_What to do_
Across the data below, in how many lines does the word "struct" appear? Give only the number.

---*---

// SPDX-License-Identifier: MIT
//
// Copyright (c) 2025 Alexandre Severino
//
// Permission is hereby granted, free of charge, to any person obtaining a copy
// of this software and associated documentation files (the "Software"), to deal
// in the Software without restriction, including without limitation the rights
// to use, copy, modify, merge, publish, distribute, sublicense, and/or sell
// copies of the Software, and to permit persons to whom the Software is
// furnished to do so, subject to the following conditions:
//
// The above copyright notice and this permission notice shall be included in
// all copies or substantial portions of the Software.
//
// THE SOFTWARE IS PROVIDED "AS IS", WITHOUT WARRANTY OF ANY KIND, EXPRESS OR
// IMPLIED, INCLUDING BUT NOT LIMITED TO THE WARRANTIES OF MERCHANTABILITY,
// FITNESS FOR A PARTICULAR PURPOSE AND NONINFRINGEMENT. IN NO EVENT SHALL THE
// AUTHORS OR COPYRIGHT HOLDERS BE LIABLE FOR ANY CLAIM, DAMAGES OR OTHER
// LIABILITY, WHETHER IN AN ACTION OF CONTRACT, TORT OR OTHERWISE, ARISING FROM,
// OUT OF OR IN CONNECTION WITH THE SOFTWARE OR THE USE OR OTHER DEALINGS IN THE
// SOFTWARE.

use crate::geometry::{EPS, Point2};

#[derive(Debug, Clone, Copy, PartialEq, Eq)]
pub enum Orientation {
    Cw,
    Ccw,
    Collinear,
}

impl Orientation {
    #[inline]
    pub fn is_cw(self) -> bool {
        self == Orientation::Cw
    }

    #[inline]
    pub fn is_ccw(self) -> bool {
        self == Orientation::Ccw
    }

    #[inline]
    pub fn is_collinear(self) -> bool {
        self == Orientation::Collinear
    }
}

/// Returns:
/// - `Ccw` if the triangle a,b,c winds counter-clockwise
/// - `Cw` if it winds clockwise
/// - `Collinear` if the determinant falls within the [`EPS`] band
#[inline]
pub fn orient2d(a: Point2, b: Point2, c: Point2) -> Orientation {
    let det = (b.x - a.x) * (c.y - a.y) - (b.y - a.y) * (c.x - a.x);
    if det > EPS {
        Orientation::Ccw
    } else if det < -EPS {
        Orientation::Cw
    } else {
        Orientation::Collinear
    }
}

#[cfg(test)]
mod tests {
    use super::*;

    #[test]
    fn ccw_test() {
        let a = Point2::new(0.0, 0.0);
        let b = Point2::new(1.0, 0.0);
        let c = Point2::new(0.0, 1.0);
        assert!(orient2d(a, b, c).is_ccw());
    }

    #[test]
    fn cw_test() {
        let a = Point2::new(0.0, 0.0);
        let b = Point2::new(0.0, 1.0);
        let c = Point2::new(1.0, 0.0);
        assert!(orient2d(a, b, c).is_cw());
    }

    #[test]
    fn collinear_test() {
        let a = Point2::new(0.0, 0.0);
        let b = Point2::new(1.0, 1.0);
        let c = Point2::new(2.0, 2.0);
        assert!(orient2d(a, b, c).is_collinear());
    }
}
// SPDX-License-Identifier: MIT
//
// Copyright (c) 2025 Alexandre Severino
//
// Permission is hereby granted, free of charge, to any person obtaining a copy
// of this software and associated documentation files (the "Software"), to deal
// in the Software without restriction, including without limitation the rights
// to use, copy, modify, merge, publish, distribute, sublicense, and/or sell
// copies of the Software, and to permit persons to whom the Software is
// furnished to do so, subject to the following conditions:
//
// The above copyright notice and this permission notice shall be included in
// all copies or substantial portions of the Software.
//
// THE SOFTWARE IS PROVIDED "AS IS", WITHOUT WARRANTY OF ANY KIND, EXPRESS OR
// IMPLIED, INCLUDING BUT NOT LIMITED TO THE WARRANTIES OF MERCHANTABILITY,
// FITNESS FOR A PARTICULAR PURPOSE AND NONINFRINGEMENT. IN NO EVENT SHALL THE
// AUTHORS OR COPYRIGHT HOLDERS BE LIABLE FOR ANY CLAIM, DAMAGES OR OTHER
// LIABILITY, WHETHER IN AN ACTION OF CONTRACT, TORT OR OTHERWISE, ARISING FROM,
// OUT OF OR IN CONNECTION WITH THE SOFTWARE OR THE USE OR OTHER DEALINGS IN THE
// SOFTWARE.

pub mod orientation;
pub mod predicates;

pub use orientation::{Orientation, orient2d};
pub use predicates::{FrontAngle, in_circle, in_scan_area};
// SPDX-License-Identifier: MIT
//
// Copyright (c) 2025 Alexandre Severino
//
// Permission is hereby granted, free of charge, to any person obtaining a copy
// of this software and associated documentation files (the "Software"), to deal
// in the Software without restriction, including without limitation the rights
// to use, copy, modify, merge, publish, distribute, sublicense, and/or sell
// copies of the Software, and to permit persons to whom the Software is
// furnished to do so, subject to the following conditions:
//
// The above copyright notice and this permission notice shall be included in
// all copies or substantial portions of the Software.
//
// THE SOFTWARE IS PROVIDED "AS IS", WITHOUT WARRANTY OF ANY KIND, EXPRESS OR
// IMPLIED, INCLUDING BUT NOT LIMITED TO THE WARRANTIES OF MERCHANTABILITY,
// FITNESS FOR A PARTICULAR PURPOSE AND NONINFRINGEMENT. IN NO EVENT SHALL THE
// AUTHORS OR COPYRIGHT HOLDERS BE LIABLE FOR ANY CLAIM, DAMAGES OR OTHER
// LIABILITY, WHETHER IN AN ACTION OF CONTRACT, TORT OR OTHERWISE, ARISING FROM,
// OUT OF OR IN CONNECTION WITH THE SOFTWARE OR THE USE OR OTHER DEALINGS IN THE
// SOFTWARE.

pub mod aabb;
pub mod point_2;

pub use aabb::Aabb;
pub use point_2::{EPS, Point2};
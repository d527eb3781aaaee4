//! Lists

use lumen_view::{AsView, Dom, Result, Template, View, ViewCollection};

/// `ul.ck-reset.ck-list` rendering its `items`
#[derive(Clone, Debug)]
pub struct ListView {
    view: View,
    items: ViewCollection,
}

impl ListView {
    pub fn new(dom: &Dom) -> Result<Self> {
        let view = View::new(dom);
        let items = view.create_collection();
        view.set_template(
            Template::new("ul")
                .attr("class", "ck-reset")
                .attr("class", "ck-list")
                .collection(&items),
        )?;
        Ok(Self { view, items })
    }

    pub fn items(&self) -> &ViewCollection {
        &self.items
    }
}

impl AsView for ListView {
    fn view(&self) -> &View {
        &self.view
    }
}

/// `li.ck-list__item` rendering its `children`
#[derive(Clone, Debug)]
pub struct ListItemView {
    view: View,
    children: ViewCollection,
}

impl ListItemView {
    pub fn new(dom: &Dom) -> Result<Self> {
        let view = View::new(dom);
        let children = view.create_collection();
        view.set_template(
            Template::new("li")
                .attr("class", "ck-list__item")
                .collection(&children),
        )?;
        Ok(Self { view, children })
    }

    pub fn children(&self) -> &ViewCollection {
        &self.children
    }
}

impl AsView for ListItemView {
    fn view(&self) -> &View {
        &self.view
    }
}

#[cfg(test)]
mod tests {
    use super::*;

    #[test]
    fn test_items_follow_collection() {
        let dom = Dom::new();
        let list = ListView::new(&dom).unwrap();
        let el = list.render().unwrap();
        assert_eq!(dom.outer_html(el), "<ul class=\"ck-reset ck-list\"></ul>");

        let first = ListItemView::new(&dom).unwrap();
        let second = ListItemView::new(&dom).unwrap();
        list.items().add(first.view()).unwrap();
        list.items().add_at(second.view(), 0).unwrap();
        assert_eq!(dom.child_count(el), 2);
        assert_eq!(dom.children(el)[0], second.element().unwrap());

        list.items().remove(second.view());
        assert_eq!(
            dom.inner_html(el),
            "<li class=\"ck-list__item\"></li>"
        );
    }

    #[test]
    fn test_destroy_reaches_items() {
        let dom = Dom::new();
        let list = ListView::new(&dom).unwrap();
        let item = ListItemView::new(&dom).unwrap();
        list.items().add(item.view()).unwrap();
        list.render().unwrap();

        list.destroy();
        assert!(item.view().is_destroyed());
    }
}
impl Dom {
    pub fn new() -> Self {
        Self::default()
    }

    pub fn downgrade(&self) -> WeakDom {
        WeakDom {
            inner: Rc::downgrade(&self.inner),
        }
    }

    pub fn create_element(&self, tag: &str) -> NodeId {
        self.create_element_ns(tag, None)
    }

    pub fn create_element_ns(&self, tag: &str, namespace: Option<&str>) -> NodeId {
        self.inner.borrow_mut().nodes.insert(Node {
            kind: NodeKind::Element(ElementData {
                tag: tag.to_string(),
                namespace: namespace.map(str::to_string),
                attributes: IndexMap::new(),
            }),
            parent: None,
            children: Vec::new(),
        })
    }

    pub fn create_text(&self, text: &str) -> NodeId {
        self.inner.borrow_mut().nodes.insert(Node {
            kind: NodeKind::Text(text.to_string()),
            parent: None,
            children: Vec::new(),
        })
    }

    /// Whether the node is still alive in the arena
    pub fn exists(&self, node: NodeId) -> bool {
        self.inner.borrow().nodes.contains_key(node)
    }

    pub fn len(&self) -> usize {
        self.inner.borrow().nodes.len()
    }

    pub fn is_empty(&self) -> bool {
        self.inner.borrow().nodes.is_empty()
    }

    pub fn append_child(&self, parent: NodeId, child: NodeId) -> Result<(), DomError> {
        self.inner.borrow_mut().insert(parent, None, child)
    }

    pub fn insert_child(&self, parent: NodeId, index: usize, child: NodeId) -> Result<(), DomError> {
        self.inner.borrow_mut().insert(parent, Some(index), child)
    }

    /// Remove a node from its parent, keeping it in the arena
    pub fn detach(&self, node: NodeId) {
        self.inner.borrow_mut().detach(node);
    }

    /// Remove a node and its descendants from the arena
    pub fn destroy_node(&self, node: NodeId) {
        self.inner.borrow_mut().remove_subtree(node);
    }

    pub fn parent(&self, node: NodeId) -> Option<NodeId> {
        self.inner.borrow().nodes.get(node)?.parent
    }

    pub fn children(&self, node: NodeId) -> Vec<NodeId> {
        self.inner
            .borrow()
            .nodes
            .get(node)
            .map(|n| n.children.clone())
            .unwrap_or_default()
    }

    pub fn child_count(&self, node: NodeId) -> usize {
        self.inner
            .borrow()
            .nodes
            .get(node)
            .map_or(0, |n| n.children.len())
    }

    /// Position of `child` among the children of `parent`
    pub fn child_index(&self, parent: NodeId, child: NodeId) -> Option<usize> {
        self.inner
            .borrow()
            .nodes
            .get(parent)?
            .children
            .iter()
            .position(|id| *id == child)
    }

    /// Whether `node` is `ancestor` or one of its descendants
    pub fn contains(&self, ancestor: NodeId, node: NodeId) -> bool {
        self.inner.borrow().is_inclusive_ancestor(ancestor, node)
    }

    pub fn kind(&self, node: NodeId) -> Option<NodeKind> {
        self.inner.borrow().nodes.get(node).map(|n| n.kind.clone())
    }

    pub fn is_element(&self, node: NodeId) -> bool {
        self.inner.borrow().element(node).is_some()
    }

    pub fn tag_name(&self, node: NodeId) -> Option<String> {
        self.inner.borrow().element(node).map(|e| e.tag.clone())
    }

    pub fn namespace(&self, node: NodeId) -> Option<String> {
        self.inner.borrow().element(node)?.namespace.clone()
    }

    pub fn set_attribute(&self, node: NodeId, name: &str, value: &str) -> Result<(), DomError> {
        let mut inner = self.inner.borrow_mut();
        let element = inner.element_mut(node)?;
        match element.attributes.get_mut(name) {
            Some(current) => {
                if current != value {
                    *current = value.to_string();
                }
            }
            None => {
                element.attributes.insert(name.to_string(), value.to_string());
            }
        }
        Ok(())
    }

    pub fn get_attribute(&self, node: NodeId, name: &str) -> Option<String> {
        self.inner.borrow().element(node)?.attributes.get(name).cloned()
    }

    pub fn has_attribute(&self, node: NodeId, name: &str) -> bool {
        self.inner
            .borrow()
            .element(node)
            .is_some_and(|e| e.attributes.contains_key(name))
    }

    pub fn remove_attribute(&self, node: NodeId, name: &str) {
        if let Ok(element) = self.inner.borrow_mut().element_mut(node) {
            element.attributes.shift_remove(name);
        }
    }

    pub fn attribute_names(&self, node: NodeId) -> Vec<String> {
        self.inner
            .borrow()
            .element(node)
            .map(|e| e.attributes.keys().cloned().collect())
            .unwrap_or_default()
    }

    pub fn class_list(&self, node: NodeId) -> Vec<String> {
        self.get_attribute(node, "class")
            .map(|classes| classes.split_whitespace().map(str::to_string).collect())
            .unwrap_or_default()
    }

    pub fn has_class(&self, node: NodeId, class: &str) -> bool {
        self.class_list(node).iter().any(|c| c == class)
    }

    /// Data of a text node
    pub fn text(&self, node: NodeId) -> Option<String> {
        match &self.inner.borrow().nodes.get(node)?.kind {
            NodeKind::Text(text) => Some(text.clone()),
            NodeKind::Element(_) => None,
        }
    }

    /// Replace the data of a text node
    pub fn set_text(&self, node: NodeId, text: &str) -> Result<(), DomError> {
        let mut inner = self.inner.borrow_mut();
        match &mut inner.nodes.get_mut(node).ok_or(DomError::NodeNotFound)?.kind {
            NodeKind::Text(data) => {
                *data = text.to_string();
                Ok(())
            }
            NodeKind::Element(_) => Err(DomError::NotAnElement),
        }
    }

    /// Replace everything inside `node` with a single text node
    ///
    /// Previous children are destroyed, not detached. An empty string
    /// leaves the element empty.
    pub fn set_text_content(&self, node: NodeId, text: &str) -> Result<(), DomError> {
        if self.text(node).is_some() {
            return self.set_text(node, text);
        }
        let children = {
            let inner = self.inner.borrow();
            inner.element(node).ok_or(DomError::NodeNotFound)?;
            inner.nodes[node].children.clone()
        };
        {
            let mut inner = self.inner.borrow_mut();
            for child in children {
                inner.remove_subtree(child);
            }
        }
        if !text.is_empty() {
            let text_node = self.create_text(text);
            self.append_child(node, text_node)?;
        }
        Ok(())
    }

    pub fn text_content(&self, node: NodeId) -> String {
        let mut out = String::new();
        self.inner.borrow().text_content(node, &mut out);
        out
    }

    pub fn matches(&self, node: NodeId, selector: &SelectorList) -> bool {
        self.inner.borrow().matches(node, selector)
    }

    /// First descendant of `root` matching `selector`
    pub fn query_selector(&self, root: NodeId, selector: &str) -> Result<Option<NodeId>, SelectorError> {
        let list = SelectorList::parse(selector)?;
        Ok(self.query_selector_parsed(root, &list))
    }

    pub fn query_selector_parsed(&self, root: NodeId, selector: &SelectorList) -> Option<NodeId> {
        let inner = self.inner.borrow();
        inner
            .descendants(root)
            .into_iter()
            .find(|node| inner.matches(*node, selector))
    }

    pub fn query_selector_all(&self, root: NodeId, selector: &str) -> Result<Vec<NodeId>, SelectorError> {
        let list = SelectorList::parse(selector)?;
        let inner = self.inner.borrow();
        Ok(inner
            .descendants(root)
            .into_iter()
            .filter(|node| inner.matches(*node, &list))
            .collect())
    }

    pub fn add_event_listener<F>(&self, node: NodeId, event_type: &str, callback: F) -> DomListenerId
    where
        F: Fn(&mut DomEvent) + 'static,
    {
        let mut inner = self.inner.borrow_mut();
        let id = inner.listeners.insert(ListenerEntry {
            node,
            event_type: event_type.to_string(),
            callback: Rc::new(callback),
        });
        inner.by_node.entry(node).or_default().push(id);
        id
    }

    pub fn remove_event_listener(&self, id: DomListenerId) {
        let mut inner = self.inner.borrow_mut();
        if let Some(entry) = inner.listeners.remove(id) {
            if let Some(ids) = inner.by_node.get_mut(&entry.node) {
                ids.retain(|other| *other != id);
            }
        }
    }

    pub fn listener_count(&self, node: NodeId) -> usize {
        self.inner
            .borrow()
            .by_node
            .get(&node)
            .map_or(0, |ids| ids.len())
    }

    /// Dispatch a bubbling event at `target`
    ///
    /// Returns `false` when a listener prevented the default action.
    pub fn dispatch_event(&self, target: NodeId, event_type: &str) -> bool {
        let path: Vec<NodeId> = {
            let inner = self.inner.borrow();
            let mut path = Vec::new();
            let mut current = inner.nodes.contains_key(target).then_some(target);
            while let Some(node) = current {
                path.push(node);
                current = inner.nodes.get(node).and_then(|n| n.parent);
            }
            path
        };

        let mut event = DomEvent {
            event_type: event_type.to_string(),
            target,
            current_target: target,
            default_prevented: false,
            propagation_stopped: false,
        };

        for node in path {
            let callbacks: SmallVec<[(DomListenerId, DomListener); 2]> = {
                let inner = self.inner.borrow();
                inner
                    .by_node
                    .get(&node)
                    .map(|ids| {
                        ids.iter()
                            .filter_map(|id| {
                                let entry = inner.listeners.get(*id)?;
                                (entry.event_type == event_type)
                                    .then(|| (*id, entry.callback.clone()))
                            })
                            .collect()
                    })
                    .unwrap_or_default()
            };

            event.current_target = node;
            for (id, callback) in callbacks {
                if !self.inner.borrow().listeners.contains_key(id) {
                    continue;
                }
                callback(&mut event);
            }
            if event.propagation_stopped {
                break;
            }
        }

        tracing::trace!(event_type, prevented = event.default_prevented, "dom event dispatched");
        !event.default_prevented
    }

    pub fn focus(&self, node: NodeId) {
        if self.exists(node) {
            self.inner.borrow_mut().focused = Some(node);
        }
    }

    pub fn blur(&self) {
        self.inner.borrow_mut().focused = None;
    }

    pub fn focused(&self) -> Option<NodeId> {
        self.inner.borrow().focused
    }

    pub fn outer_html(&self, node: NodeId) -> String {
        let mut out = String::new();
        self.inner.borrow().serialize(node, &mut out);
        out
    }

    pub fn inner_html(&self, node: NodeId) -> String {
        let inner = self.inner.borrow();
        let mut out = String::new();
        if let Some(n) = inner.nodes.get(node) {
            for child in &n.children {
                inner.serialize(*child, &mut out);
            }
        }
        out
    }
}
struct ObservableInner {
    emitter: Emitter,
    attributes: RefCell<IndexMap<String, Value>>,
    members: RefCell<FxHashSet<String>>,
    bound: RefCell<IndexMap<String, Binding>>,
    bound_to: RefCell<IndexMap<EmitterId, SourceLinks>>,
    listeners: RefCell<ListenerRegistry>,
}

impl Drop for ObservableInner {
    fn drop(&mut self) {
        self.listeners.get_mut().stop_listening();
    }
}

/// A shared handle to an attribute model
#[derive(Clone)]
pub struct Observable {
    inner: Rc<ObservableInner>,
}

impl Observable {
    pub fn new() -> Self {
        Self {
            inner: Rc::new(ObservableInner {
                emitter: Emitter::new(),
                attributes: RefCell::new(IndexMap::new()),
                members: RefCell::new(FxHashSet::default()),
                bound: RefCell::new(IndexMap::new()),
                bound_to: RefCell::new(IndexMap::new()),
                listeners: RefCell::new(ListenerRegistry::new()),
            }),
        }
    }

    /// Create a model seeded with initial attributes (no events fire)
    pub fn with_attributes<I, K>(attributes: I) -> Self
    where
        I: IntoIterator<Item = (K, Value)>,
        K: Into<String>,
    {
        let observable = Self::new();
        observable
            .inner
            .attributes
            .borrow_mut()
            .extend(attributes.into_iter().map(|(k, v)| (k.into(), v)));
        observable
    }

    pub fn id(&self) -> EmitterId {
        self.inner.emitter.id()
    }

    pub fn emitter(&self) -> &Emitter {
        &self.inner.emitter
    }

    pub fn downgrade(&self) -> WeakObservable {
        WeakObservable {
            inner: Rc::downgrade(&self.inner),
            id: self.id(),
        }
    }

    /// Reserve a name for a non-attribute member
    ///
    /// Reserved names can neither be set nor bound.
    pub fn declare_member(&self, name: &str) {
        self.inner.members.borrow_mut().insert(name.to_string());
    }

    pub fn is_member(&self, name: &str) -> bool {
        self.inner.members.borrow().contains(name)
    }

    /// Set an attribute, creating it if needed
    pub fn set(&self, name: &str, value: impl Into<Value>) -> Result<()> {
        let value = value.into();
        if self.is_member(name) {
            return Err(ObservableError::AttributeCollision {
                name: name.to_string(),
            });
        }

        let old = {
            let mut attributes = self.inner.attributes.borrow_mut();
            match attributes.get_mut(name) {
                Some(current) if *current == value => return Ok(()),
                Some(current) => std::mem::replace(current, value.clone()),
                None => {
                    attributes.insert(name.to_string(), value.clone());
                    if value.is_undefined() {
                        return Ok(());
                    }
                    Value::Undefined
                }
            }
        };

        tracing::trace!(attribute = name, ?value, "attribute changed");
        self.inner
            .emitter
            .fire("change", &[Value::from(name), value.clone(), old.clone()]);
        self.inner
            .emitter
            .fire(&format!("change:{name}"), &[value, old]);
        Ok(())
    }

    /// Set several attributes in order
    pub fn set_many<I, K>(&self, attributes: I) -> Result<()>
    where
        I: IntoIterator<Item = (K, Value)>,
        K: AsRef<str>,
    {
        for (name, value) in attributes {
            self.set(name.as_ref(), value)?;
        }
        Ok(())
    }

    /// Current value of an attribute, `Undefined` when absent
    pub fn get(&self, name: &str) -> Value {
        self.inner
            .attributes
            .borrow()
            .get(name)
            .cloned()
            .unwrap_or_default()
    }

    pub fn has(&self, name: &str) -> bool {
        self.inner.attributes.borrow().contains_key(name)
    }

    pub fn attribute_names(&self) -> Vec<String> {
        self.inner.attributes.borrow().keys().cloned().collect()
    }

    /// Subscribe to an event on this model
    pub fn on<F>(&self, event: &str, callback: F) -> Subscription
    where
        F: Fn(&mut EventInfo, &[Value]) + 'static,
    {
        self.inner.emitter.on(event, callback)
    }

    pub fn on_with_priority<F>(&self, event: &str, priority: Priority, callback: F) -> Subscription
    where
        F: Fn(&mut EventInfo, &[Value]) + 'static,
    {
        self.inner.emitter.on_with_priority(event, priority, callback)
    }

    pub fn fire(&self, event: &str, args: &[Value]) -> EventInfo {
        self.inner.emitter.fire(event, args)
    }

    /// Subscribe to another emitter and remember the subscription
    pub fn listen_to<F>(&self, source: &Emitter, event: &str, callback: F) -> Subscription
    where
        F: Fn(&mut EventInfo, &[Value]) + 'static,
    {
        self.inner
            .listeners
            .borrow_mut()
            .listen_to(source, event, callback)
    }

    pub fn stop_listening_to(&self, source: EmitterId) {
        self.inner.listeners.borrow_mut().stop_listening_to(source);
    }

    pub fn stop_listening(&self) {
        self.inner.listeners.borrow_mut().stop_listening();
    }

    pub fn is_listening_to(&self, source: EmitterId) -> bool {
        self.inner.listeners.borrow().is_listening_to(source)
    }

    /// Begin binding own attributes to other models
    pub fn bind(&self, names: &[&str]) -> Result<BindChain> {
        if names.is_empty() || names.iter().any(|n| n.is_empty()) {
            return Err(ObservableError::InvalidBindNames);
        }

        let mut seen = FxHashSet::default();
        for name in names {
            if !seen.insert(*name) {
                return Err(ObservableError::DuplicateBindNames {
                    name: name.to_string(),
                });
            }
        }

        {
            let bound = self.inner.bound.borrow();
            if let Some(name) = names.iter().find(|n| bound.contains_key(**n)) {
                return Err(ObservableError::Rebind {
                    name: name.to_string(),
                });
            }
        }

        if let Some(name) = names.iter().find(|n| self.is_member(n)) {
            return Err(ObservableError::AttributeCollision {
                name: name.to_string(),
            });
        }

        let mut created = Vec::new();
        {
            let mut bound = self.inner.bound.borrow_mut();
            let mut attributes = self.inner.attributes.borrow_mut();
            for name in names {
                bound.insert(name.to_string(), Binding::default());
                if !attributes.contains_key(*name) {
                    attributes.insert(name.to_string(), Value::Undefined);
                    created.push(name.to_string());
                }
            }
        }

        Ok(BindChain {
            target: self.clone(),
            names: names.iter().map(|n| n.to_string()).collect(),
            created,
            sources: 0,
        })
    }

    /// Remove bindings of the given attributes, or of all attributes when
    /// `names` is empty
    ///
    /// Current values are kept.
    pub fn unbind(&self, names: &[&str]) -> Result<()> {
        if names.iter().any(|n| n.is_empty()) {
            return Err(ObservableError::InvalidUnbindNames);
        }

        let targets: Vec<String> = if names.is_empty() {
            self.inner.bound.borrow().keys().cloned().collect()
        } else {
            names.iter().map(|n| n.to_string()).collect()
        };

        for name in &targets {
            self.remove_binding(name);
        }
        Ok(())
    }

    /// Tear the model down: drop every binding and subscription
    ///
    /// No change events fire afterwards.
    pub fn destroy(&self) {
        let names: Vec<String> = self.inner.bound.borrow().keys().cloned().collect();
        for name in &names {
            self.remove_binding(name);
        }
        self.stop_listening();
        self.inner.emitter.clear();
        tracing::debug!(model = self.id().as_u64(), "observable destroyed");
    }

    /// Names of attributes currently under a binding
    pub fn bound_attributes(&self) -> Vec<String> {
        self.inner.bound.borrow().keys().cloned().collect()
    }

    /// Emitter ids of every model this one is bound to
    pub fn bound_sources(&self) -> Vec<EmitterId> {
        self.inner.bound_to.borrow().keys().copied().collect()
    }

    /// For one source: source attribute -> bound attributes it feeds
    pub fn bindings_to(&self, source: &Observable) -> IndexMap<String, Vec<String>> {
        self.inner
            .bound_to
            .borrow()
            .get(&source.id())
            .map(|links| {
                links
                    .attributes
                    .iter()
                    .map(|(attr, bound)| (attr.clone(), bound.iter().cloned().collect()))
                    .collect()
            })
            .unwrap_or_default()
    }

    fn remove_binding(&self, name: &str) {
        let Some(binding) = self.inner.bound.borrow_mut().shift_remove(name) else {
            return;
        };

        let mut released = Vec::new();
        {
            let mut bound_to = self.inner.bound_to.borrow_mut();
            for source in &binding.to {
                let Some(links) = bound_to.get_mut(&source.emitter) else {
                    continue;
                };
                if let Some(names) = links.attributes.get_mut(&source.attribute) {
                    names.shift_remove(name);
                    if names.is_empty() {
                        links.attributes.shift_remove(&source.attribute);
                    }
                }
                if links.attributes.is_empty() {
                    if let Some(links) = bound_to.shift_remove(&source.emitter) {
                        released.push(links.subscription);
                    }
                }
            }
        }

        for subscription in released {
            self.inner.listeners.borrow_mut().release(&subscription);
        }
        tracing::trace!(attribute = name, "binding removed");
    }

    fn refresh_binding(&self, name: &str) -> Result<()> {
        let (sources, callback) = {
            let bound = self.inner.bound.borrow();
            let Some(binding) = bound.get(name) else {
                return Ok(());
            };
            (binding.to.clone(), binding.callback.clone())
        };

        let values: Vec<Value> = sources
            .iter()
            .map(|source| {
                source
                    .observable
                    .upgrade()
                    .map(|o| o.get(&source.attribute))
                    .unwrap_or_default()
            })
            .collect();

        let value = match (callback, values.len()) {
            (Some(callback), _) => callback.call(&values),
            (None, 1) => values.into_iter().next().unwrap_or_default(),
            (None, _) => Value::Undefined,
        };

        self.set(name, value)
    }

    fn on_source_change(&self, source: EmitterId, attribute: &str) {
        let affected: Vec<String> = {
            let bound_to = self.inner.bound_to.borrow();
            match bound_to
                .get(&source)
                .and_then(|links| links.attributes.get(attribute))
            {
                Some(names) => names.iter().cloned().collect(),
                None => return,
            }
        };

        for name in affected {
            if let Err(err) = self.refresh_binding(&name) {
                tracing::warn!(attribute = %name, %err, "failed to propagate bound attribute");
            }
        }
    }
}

---*---

_Response to the task_
4